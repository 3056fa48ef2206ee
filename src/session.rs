// ==============================================================================
// session.rs — RACE SESSION (SPAWN, COUNTDOWN, TICK, LAPS, RESULTS)
// ------------------------------------------------------------------------------
// Owns everything that used to be process-wide: track, name/skin pools, grid,
// racers, results and the timed HUD tasks. The tick loop is the only writer.
//
// Per tick:
//   1) advance the sim clock, run due tasks (countdown, banner hides, reveals)
//   2) drivers -> ControlCommand -> VehicleController -> wheel actuators
//   3) physics step
//   4) trigger volumes -> checkpoint / finish / braking zone handling
//   5) per-frame HUD text (current lap time)
// ==============================================================================

use nalgebra::Point3;
use serde::Serialize;
use tracing::{debug, info, warn};
use uuid::Uuid;

use crate::ai::{AiDriver, AiTuning, Observation};
use crate::error::RaceError;
use crate::hud::{HudEvent, HudSink};
use crate::lap::{FinishOutcome, LapProgress, LapTint, RacePhase};
use crate::results::{LeaderboardEntry, RaceResults, lap_rows};
use crate::roster::Roster;
use crate::spawn::SpawnGrid;
use crate::timing::{SimClock, Timeline, format_time};
use crate::track::{Track, TriggerEvent, TriggerKind, TriggerTracker, Transition};
use crate::vehicle::{ChassisBody, ControlCommand, PLAYER_CAR, VehicleController, VehicleTuning};

// --------------------------------------------------
// HUD timings (seconds)
// --------------------------------------------------
pub const COUNTDOWN_FROM: u32 = 5;
pub const GO_VISIBLE: f32 = 1.0;
pub const LAP_BANNER_VISIBLE: f32 = 2.0;
pub const LEADERBOARD_DELAY: f32 = 3.0;

/// The physics side of the session: one chassis per racer id.
pub trait VehicleWorld {
    fn spawn_vehicle(&mut self, id: Uuid, position: Point3<f32>);
    fn despawn_vehicle(&mut self, id: Uuid);
    fn chassis(&self, id: Uuid) -> Option<&dyn ChassisBody>;
    fn chassis_mut(&mut self, id: Uuid) -> Option<&mut dyn ChassisBody>;
    fn step(&mut self, dt: f32);
}

#[derive(Debug)]
pub enum Driver {
    /// Latest input received from the player's client
    Player { input: ControlCommand },
    Ai(AiDriver),
}

#[derive(Debug)]
pub struct Racer {
    pub id: Uuid,
    pub name: String,
    pub skin: String,
    pub slot: usize,
    pub driver: Driver,
    pub controller: VehicleController,
    pub lap: LapProgress,
    triggers: TriggerTracker,
}

impl Racer {
    pub fn is_player(&self) -> bool {
        matches!(self.driver, Driver::Player { .. })
    }
}

/// Deferred session work, resumed once the sim clock passes its deadline
#[derive(Clone, Copy, Debug, PartialEq)]
pub enum SessionTask {
    CountdownTick(u32),
    Go,
    HideCountdown,
    HideLapBanner { racer: Uuid },
    RevealLeaderboard { racer: Uuid },
}

/// Per-racer state broadcast to clients
#[derive(Debug, Clone, Serialize)]
pub struct RacerSnapshot {
    pub id: Uuid,
    pub name: String,
    pub skin: String,
    pub player: bool,
    pub slot: usize,
    pub position: [f32; 3],
    pub lap: u32,
    pub phase: RacePhase,
    pub recovering: bool,
}

pub struct RaceSession {
    track: Track,
    roster: Roster,
    grid: SpawnGrid,
    racers: Vec<Racer>,
    results: RaceResults,
    timeline: Timeline<SessionTask>,
    clock: SimClock,
    total_laps: u32,
    started: bool,
}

····················

▸ **Problem to solve**: Copy the material above word for word, taking the first line, the line containing "fn spawn_vehicle(&mut self, id: Uuid, position: Point3<f32>);", and every line between them, and nothing else.

▸ **Answer to the problem**:
repository 3056fa48ef2206ee
filename src/session.rs
// ==============================================================================
// session.rs — RACE SESSION (SPAWN, COUNTDOWN, TICK, LAPS, RESULTS)
// ------------------------------------------------------------------------------
// Owns everything that used to be process-wide: track, name/skin pools, grid,
// racers, results and the timed HUD tasks. The tick loop is the only writer.
//
// Per tick:
//   1) advance the sim clock, run due tasks (countdown, banner hides, reveals)
//   2) drivers -> ControlCommand -> VehicleController -> wheel actuators
//   3) physics step
//   4) trigger volumes -> checkpoint / finish / braking zone handling
//   5) per-frame HUD text (current lap time)
// ==============================================================================

use nalgebra::Point3;
use serde::Serialize;
use tracing::{debug, info, warn};
use uuid::Uuid;

use crate::ai::{AiDriver, AiTuning, Observation};
use crate::error::RaceError;
use crate::hud::{HudEvent, HudSink};
use crate::lap::{FinishOutcome, LapProgress, LapTint, RacePhase};
use crate::results::{LeaderboardEntry, RaceResults, lap_rows};
use crate::roster::Roster;
use crate::spawn::SpawnGrid;
use crate::timing::{SimClock, Timeline, format_time};
use crate::track::{Track, TriggerEvent, TriggerKind, TriggerTracker, Transition};
use crate::vehicle::{ChassisBody, ControlCommand, PLAYER_CAR, VehicleController, VehicleTuning};

// --------------------------------------------------
// HUD timings (seconds)
// --------------------------------------------------
pub const COUNTDOWN_FROM: u32 = 5;
pub const GO_VISIBLE: f32 = 1.0;
pub const LAP_BANNER_VISIBLE: f32 = 2.0;
pub const LEADERBOARD_DELAY: f32 = 3.0;

/// The physics side of the session: one chassis per racer id.
pub trait VehicleWorld {
    fn spawn_vehicle(&mut self, id: Uuid, position: Point3<f32>);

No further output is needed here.